Diversity and the Oscars
The 93rd Academy Awards are scheduled for Sunday, April 25, 2021. Experts from the University of California, Riverside are available to discuss various Academy Awards topics, including diversity, acting, gender, culture, and more.
For fast access to experts, email news@ucr.edu
Courtney R. Baker, associate professor, Department of English.
“In recent years, awards season has become the main occasion to object to a lack of diversity in film. Though the critique usefully pressures big studios and distributors to broaden opportunities and offerings, it overlooks the larger (and in my opinion, more interesting) structural problems preventing real diversity by overly fixating upon mainstream feature film, ignoring the powerful and well-funded “For Your Consideration” campaigns, and avoiding discussion of Hollywood's pipeline problem in which uninformed gatekeepers and the bottom line drive decisions about what films get made.
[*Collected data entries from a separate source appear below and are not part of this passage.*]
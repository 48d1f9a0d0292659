use serde::Deserialize;
use serde_json::json;
use std::sync::Arc;

use super::{Authenticator, check};
use crate::error::Result;

#[derive(Debug, Deserialize)]
struct ValueRange {
    #[serde(default)]
    values: Vec<Vec<String>>,
}

/// Reads and writes cell values of a single spreadsheet
#[derive(Debug, Clone)]
pub struct SheetsClient {
    http: reqwest::Client,
    auth: Arc<Authenticator>,
    base_url: String,
    spreadsheet_id: String,
}

impl SheetsClient {
    pub fn new(
        http: reqwest::Client,
        auth: Arc<Authenticator>,
        base_url: &str,
        spreadsheet_id: &str,
    ) -> Self {
        SheetsClient {
            http,
            auth,
            base_url: base_url.trim_end_matches('/').to_string(),
            spreadsheet_id: spreadsheet_id.to_string(),
        }
    }

    fn values_url(&self, range: &str) -> String {
        format!(
            "{}/spreadsheets/{}/values/{}",
            self.base_url,
            self.spreadsheet_id,
            urlencoding::encode(range)
        )
    }

    /// Formatted values of `range`, row by row; an empty sheet yields no rows
    pub async fn get_values(&self, range: &str) -> Result<Vec<Vec<String>>> {
        let token = self.auth.access_token().await?;
        let response = self
            .http
            .get(self.values_url(range))
            .bearer_auth(token)
            .send()
            .await?;

        let body: ValueRange = check(response).await?.json().await?;
        Ok(body.values)
    }

    /// Write `value` into the single cell `range`, stored as typed (`RAW`)
    pub async fn update_cell(&self, range: &str, value: &str) -> Result<()> {
        let token = self.auth.access_token().await?;
        let response = self
            .http
            .put(self.values_url(range))
            .query(&[("valueInputOption", "RAW")])
            .bearer_auth(token)
            .json(&json!({ "values": [[value]] }))
            .send()
            .await?;

        check(response).await?;
        Ok(())
    }
}
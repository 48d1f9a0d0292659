use chrono::Utc;
use jsonwebtoken::{Algorithm, EncodingKey, Header};
use serde::{Deserialize, Serialize};
use std::time::{Duration, Instant};
use tokio::sync::Mutex;

use crate::config::CredentialSource;
use crate::error::{Error, Result};

/// OAuth scopes needed to read the roster, write links and move files
pub const SCOPES: &str =
    "https://www.googleapis.com/auth/spreadsheets https://www.googleapis.com/auth/drive";

const DEFAULT_TOKEN_URI: &str = "https://oauth2.googleapis.com/token";
const ASSERTION_LIFETIME_SECS: i64 = 3600;
// Refresh a cached token this long before Google would reject it
const REFRESH_MARGIN: Duration = Duration::from_secs(60);

fn default_token_uri() -> String {
    DEFAULT_TOKEN_URI.to_string()
}

/// The fields of a service-account key file that the token exchange needs
#[derive(Debug, Clone, Deserialize)]
pub struct ServiceAccountKey {
    pub client_email: String,
    pub private_key: String,
    #[serde(default)]
    pub private_key_id: Option<String>,
    #[serde(default = "default_token_uri")]
    pub token_uri: String,
}

impl ServiceAccountKey {
    pub fn from_json(json: &str) -> Result<Self> {
        serde_json::from_str(json)
            .map_err(|e| Error::Credentials(format!("invalid service account key: {}", e)))
    }
}

/// JWT claims of the `jwt-bearer` grant
#[derive(Debug, Serialize, Deserialize, PartialEq)]
pub struct Claims {
    pub iss: String,
    pub scope: String,
    pub aud: String,
    pub iat: i64,
    pub exp: i64,
}

impl Claims {
    pub fn for_key(key: &ServiceAccountKey, issued_at: i64) -> Self {
        Claims {
            iss: key.client_email.clone(),
            scope: SCOPES.to_string(),
            aud: key.token_uri.clone(),
            iat: issued_at,
            exp: issued_at + ASSERTION_LIFETIME_SECS,
        }
    }
}

#[derive(Debug, Deserialize)]
struct TokenResponse {
    access_token: String,
    #[serde(default = "default_expires_in")]
    expires_in: u64,
}

fn default_expires_in() -> u64 {
    ASSERTION_LIFETIME_SECS as u64
}

#[derive(Debug, Clone)]
struct CachedToken {
    value: String,
    refresh_at: Instant,
}

#[derive(Debug)]
enum TokenSource {
    ServiceAccount {
        key: ServiceAccountKey,
        cached: Mutex<Option<CachedToken>>,
    },
    Static(String),
}

/// Hands out bearer tokens for the Google APIs
#[derive(Debug)]
pub struct Authenticator {
    source: TokenSource,
    http: reqwest::Client,
}

impl Authenticator {
    pub fn new(source: &CredentialSource, http: reqwest::Client) -> Result<Self> {
        let source = match source {
            CredentialSource::ServiceAccountJson(json) => TokenSource::ServiceAccount {
                key: ServiceAccountKey::from_json(json)?,
                cached: Mutex::new(None),
            },
            CredentialSource::AccessToken(token) => TokenSource::Static(token.trim().to_string()),
        };
        Ok(Authenticator { source, http })
    }

    /// A token usable right now, minting a new one when the cache is stale
    pub async fn access_token(&self) -> Result<String> {
        match &self.source {
            TokenSource::Static(token) => Ok(token.clone()),
            TokenSource::ServiceAccount { key, cached } => {
                let mut cached = cached.lock().await;
                if let Some(token) = cached.as_ref() {
                    if Instant::now() < token.refresh_at {
                        return Ok(token.value.clone());
                    }
                }

                let fresh = self.exchange(key).await?;
                let value = fresh.value.clone();
                *cached = Some(fresh);
                Ok(value)
            }
        }
    }

    async fn exchange(&self, key: &ServiceAccountKey) -> Result<CachedToken> {
        let assertion = sign_assertion(key, Utc::now().timestamp())?;

        let response = self
            .http
            .post(&key.token_uri)
            .form(&[
                ("grant_type", "urn:ietf:params:oauth:grant-type:jwt-bearer"),
                ("assertion", assertion.as_str()),
            ])
            .send()
            .await?;

        let status = response.status();
        if !status.is_success() {
            let body = response.text().await.unwrap_or_default();
            return Err(Error::Credentials(format!(
                "token exchange failed with {}: {}",
                status.as_u16(),
                body
            )));
        }

        let token: TokenResponse = response.json().await?;
        log::debug!("minted access token for {}", key.client_email);

        let lifetime = Duration::from_secs(token.expires_in);
        Ok(CachedToken {
            value: token.access_token,
            refresh_at: Instant::now() + lifetime.saturating_sub(REFRESH_MARGIN),
        })
    }
}

/// Build and sign the RS256 assertion sent to `token_uri`
pub fn sign_assertion(key: &ServiceAccountKey, issued_at: i64) -> Result<String> {
    let mut header = Header::new(Algorithm::RS256);
    header.kid = key.private_key_id.clone();

    let encoding_key = EncodingKey::from_rsa_pem(key.private_key.as_bytes())?;
    let claims = Claims::for_key(key, issued_at);
    Ok(jsonwebtoken::encode(&header, &claims, &encoding_key)?)
}

#[cfg(test)]
mod tests {
    use super::*;

    const KEY_JSON: &str = r#"{
        "type": "service_account",
        "client_email": "signer@example.iam.gserviceaccount.com",
        "private_key": "not a pem",
        "private_key_id": "k1"
    }"#;

    #[test]
    fn key_file_defaults_token_uri() {
        let key = ServiceAccountKey::from_json(KEY_JSON).unwrap();
        assert_eq!(key.token_uri, DEFAULT_TOKEN_URI);
        assert_eq!(key.private_key_id.as_deref(), Some("k1"));
    }

    #[test]
    fn claims_cover_one_hour() {
        let key = ServiceAccountKey::from_json(KEY_JSON).unwrap();
        let claims = Claims::for_key(&key, 1_000);
        assert_eq!(claims.iss, "signer@example.iam.gserviceaccount.com");
        assert_eq!(claims.aud, DEFAULT_TOKEN_URI);
        assert_eq!(claims.exp - claims.iat, 3600);
        assert!(claims.scope.contains("spreadsheets"));
        assert!(claims.scope.contains("drive"));
    }

    #[test]
    fn malformed_key_is_a_credentials_error() {
        let err = ServiceAccountKey::from_json("{}").unwrap_err();
        assert!(matches!(err, Error::Credentials(_)));
    }

    #[test]
    fn bad_pem_cannot_sign() {
        let key = ServiceAccountKey::from_json(KEY_JSON).unwrap();
        assert!(matches!(sign_assertion(&key, 0), Err(Error::Jwt(_))));
    }

    #[tokio::test]
    async fn static_token_is_returned_trimmed() {
        let auth = Authenticator::new(
            &CredentialSource::AccessToken(" ya29.token \n".to_string()),
            reqwest::Client::new(),
        )
        .unwrap();
        assert_eq!(auth.access_token().await.unwrap(), "ya29.token");
    }
}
Even in this landscape, 2020 saw a few notable expansions of its representation of people and plots, though not all of these outings were laudable, as an increasingly vocal and discerning viewing public has expressed.”
Baker’s research and teaching focus on blackness and visual representation. Her book, “Humane Insight: Looking at Images of African American Suffering and Death,” was published in the New Black Studies series by the University of Illinois Press in 2015. Her current manuscript project, entitled “Tyranny of Realism: Twenty-First Century Blackness and the Ends of Cinema,” examines formalist techniques in recent American and British Black films in order to re-center film art as a site of Black politics and expression. She has written academic and popular essays on African-American film, the history of the image in African-American activism, and the ethics of narratives about death. She teaches courses on black film, African-American literature, race and ethnicity in American Studies, cultural studies, and critical theories of the human and the visual.
Contact: courtneb@ucr.edu
https://english.ucr.edu/people/faculty/courtney-baker/
Patricia Cardoso, professor of Theatre, Film and Digital Production
“The Academy has come a long way in its efforts towards equality and inclusion, and they still have a long way to go. It takes time to change deep-rooted systemic practices in place for generations. The fact that out of five directors nominated, two are women (one of them Asian), and one is an Asian-American man would have been unthinkable a few years ago. Also, three of the actors nominated in a leading role are men of color, and two of the women in a leading role are African-American, which is a big step in the right direction. The goal is long-term and lasting change and not to be a once-in-a-while occurrence. Representation of Latinx filmmakers in front and behind the camera is still missing.”
Cardoso, is a member of the Directors Guild of America and the Academy of Motion Pictures Arts and Sciences, is an award-winning director, writer, and producer who has directed a wide range of films and episodes for the screen. Her first feature film, “Real Women Have Curves” was a box office and critical success that has become a landmark in U.S. cinema. Cardoso’s directing credits include episodes in shows such as “The Society,” “Queen Sugar,” and “All Rise.” Her feature “Teresa” was the largest box office for a woman director in her native Colombia. Cardoso was the first Latinx woman director to win a Sundance Audience Award, a Student Academy Award® and the first Latinx female director to have a film included in the Library of Congress’ National Film Registry.
Contact: patricic@ucr.edu
https://profiles.ucr.edu/app/home/profile/patricic
Donatella Galella, associate professor of Theatre, Film and Digital Production.
“Hollywood has long sidelined and stereotyped Asian Americans. Scholars like Nancy Wang Yuen (Biola University, “Reel Inequality”) have pointed out how few people of color have been nominated for Oscars in comparison to the U.S. population, and artists like Andy Lowe (East West Players) have pointed out how more white women have won Oscars for playing Asians in yellowface than Asian American women have won for their own acting roles. The nominations for “Minari” suggest some hope for recognition and racial equality, even as a single film cannot and should not bear the weight of representation. The Golden Globes treated “Minari” and “The Farewell” as foreign language films because much of the dialogue was not in English, a categorization that perpetuates treating Asian Americans as foreigners. Film, theatre, and media representation have the potential to lift up Asian Americans, but they also have pitfalls, and they need accompanying policies to redistribute power and end systemic racialized violence.”
Galella researches how capitalism and white supremacy shape (and are shaped by) contemporary, popular American performance. Her first book “America in the Round: Capital, Race, and Nation at Washington D.C.’s Arena Stage” is a critical history of the first professional regional theatre in the U.S. capital. Arena Stage was the first professional regional theater in the nation’s capital to welcome a racially integrated audience; the first to perform behind the Iron Curtain; and the first to win the Tony Award for best regional theatre. Galella is working on a second book that considers how yellowface persists in twenty-first century musical productions and how Asian Americans have mobilized art, activism, and affect to counter yellowface.